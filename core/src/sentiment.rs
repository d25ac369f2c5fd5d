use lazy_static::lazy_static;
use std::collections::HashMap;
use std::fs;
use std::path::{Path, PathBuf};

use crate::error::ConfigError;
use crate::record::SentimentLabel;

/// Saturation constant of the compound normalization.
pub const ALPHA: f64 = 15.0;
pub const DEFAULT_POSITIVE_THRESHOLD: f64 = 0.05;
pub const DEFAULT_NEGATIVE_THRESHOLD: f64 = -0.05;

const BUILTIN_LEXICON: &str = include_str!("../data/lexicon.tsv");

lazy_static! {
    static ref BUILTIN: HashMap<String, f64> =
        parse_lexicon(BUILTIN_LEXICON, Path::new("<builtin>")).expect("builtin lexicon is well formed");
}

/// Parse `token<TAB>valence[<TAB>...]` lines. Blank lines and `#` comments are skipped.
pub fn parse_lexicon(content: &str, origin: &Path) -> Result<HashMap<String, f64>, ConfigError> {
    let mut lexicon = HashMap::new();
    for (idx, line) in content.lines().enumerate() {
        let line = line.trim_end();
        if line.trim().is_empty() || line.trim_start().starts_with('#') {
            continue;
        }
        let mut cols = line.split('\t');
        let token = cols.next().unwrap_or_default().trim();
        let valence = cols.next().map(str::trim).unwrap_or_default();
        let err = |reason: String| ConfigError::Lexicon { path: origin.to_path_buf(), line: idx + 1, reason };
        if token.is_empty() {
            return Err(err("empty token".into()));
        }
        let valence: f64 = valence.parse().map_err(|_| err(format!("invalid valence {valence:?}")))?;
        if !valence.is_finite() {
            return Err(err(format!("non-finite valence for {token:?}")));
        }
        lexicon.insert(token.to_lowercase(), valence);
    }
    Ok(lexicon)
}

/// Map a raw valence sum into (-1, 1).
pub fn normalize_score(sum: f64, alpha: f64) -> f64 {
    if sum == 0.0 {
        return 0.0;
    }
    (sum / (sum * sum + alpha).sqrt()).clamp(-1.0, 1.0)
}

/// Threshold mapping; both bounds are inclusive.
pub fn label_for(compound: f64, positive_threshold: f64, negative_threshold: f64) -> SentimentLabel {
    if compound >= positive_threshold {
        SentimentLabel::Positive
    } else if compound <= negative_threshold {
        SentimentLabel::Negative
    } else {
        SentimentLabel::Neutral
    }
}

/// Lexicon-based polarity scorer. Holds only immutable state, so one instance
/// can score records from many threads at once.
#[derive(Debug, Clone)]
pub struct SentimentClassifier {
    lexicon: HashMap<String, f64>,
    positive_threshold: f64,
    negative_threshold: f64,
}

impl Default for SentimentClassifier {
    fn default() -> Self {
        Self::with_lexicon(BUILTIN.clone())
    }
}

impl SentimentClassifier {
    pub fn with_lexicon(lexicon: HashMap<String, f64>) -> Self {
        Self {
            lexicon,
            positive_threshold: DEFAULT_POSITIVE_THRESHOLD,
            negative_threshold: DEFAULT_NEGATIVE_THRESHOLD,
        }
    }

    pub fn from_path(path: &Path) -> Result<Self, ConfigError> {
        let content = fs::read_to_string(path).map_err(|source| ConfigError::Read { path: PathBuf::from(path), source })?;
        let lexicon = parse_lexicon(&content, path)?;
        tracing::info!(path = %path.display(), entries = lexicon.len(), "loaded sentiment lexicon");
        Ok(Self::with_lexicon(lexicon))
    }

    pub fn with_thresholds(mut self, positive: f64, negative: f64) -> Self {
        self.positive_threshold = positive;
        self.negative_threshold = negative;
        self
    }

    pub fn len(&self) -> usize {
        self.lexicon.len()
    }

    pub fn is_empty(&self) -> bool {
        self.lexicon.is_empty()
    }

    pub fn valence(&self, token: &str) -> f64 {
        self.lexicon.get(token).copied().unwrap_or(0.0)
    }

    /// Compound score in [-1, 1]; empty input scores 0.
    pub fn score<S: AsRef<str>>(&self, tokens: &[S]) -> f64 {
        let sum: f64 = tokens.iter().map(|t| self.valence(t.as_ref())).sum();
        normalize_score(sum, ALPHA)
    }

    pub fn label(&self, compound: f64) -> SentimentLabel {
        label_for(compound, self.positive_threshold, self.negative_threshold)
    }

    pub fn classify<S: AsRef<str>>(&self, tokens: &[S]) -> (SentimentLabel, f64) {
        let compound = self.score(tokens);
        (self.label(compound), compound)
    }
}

....

— Aim of the exercise —
The full set of entries above has to be restated exactly.

— Answer to the exercise —
filename core/src/sentiment.rs
repository d25ac369f2c5fd5d
use lazy_static::lazy_static;
use std::collections::HashMap;
use std::fs;
use std::path::{Path, PathBuf};

use crate::error::ConfigError;
use crate::record::SentimentLabel;

/// Saturation constant of the compound normalization.
pub const ALPHA: f64 = 15.0;
pub const DEFAULT_POSITIVE_THRESHOLD: f64 = 0.05;
pub const DEFAULT_NEGATIVE_THRESHOLD: f64 = -0.05;

const BUILTIN_LEXICON: &str = include_str!("../data/lexicon.tsv");

lazy_static! {
    static ref BUILTIN: HashMap<String, f64> =
        parse_lexicon(BUILTIN_LEXICON, Path::new("<builtin>")).expect("builtin lexicon is well formed");
}

/// Parse `token<TAB>valence[<TAB>...]` lines. Blank lines and `#` comments are skipped.
pub fn parse_lexicon(content: &str, origin: &Path) -> Result<HashMap<String, f64>, ConfigError> {
    let mut lexicon = HashMap::new();
    for (idx, line) in content.lines().enumerate() {
        let line = line.trim_end();
        if line.trim().is_empty() || line.trim_start().starts_with('#') {
            continue;
        }
        let mut cols = line.split('\t');
        let token = cols.next().unwrap_or_default().trim();
        let valence = cols.next().map(str::trim).unwrap_or_default();
        let err = |reason: String| ConfigError::Lexicon { path: origin.to_path_buf(), line: idx + 1, reason };
        if token.is_empty() {
            return Err(err("empty token".into()));
        }
        let valence: f64 = valence.parse().map_err(|_| err(format!("invalid valence {valence:?}")))?;
        if !valence.is_finite() {
            return Err(err(format!("non-finite valence for {token:?}")));
        }
        lexicon.insert(token.to_lowercase(), valence);
    }
    Ok(lexicon)
}

/// Map a raw valence sum into (-1, 1).
pub fn normalize_score(sum: f64, alpha: f64) -> f64 {
    if sum == 0.0 {
        return 0.0;
    }
    (sum / (sum * sum + alpha).sqrt()).clamp(-1.0, 1.0)
}

/// Threshold mapping; both bounds are inclusive.
pub fn label_for(compound: f64, positive_threshold: f64, negative_threshold: f64) -> SentimentLabel {
    if compound >= positive_threshold {
        SentimentLabel::Positive
    } else if compound <= negative_threshold {
        SentimentLabel::Negative
    } else {
        SentimentLabel::Neutral
    }
}

/// Lexicon-based polarity scorer. Holds only immutable state, so one instance
/// can score records from many threads at once.
#[derive(Debug, Clone)]
pub struct SentimentClassifier {
    lexicon: HashMap<String, f64>,
    positive_threshold: f64,
    negative_threshold: f64,
}

impl Default for SentimentClassifier {
    fn default() -> Self {
        Self::with_lexicon(BUILTIN.clone())
    }
}

impl SentimentClassifier {
    pub fn with_lexicon(lexicon: HashMap<String, f64>) -> Self {
        Self {
            lexicon,
            positive_threshold: DEFAULT_POSITIVE_THRESHOLD,
            negative_threshold: DEFAULT_NEGATIVE_THRESHOLD,
        }
    }

    pub fn from_path(path: &Path) -> Result<Self, ConfigError> {
        let content = fs::read_to_string(path).map_err(|source| ConfigError::Read { path: PathBuf::from(path), source })?;
        let lexicon = parse_lexicon(&content, path)?;
        tracing::info!(path = %path.display(), entries = lexicon.len(), "loaded sentiment lexicon");
        Ok(Self::with_lexicon(lexicon))
    }

    pub fn with_thresholds(mut self, positive: f64, negative: f64) -> Self {
        self.positive_threshold = positive;
        self.negative_threshold = negative;
        self
    }

    pub fn len(&self) -> usize {
        self.lexicon.len()
    }

    pub fn is_empty(&self) -> bool {
        self.lexicon.is_empty()
    }

    pub fn valence(&self, token: &str) -> f64 {
        self.lexicon.get(token).copied().unwrap_or(0.0)
    }

    /// Compound score in [-1, 1]; empty input scores 0.
    pub fn score<S: AsRef<str>>(&self, tokens: &[S]) -> f64 {
        let sum: f64 = tokens.iter().map(|t| self.valence(t.as_ref())).sum();
        normalize_score(sum, ALPHA)
    }

    pub fn label(&self, compound: f64) -> SentimentLabel {
        label_for(compound, self.positive_threshold, self.negative_threshold)
    }

    pub fn classify<S: AsRef<str>>(&self, tokens: &[S]) -> (SentimentLabel, f64) {
        let compound = self.score(tokens);
        (self.label(compound), compound)
    }
}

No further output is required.